▶ _THE PROBLEM_: Every line below that has the string "being" adds one to the count. Give that count by itself.

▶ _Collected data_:

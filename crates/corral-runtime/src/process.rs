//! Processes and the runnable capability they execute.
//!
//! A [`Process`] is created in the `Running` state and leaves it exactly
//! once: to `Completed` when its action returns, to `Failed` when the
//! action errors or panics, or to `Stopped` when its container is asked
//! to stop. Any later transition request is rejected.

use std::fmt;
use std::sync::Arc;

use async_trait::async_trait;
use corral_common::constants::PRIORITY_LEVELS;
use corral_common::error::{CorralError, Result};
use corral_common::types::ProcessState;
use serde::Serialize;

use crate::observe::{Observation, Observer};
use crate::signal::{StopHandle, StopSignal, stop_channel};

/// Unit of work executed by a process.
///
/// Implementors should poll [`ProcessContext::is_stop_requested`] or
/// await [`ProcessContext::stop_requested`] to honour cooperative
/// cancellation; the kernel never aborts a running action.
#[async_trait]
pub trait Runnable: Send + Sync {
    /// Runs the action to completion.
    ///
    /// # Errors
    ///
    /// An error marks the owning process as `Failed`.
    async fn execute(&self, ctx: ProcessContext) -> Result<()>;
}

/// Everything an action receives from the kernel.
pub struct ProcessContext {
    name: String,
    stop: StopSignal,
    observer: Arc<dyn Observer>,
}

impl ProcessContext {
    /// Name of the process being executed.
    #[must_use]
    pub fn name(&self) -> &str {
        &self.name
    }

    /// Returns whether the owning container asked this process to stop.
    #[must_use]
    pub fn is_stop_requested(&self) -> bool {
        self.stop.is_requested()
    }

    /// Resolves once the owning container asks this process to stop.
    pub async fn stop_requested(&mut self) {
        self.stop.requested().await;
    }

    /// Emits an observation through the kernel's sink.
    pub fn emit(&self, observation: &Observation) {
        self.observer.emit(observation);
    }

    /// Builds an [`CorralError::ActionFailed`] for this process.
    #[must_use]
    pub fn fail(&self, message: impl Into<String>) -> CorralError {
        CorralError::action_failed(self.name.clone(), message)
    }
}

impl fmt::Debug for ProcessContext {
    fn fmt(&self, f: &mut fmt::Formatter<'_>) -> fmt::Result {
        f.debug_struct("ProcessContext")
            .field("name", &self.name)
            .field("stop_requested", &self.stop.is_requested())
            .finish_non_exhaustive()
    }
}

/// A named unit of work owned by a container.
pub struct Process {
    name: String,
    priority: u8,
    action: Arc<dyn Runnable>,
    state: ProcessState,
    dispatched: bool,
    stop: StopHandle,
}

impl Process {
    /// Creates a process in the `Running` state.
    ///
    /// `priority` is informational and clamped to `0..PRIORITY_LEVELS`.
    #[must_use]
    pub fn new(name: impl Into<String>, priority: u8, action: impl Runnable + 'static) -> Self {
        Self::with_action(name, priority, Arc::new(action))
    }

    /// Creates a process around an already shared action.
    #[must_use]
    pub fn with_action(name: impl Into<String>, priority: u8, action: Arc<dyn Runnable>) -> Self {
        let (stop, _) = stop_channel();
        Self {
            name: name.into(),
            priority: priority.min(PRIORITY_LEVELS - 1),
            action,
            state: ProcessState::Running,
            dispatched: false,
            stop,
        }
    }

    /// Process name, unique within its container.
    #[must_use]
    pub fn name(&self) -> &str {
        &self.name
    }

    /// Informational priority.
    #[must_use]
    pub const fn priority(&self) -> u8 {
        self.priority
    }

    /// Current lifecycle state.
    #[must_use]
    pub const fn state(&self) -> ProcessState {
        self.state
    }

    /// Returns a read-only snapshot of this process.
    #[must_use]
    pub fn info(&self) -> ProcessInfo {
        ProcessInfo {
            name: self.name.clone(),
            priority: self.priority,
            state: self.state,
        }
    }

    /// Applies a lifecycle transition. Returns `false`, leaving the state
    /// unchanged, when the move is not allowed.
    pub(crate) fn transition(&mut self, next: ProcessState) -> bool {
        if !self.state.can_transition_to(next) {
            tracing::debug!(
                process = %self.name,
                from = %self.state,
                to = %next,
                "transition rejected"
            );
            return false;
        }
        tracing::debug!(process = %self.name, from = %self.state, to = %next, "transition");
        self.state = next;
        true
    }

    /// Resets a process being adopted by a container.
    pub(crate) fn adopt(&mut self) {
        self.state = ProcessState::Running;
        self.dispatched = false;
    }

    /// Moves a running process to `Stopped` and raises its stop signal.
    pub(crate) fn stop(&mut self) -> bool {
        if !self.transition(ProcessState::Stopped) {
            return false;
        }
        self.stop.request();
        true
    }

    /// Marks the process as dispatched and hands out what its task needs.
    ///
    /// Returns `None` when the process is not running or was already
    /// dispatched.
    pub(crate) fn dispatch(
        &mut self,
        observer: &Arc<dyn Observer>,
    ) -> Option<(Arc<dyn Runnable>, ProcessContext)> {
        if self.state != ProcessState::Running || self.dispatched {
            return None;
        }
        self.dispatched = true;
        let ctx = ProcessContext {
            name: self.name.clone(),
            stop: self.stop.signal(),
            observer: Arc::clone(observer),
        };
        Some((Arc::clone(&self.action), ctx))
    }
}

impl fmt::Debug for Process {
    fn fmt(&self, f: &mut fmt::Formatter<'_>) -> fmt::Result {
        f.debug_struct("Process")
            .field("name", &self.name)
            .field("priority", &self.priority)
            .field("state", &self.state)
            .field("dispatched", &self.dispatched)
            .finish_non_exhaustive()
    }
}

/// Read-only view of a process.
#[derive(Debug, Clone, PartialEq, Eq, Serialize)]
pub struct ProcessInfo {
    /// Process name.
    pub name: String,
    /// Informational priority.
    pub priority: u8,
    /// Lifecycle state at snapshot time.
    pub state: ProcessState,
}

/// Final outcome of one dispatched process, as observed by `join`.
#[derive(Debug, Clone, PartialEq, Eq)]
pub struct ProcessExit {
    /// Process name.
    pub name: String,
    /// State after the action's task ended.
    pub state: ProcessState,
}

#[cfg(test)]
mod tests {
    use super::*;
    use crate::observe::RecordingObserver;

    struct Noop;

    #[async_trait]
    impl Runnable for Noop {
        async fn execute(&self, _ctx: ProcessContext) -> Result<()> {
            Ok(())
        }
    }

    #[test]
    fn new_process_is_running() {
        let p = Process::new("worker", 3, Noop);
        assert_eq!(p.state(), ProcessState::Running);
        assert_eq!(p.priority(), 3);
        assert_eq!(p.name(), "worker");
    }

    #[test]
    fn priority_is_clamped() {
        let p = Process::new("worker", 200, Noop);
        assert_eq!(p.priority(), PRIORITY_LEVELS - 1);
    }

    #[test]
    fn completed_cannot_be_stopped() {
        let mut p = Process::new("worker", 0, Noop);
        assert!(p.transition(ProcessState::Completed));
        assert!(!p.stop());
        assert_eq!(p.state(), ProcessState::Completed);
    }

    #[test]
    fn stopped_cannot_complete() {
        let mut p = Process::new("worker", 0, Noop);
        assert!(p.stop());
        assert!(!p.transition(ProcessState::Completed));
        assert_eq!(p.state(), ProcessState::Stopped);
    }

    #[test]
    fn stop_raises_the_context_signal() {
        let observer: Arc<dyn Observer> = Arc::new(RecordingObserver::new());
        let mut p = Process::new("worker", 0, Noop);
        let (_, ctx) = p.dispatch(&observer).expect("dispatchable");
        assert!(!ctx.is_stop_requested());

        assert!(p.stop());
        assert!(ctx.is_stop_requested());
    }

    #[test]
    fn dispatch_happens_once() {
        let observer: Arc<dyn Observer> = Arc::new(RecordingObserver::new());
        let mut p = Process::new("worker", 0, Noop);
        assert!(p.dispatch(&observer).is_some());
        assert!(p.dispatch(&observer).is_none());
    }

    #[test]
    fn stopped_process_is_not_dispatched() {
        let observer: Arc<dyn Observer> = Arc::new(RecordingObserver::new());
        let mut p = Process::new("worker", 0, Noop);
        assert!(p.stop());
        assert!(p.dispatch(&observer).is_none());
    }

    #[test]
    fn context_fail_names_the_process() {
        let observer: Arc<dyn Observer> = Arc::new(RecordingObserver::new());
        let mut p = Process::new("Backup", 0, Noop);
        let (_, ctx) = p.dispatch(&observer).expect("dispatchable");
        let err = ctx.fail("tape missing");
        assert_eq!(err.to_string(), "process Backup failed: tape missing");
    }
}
--
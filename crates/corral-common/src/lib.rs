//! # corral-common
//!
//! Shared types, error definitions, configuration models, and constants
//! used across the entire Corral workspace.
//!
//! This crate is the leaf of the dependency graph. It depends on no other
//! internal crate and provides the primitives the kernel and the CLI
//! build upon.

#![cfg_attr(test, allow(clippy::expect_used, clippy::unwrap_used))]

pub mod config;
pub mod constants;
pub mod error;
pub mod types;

▶ _WRITTEN SOLUTION_: 2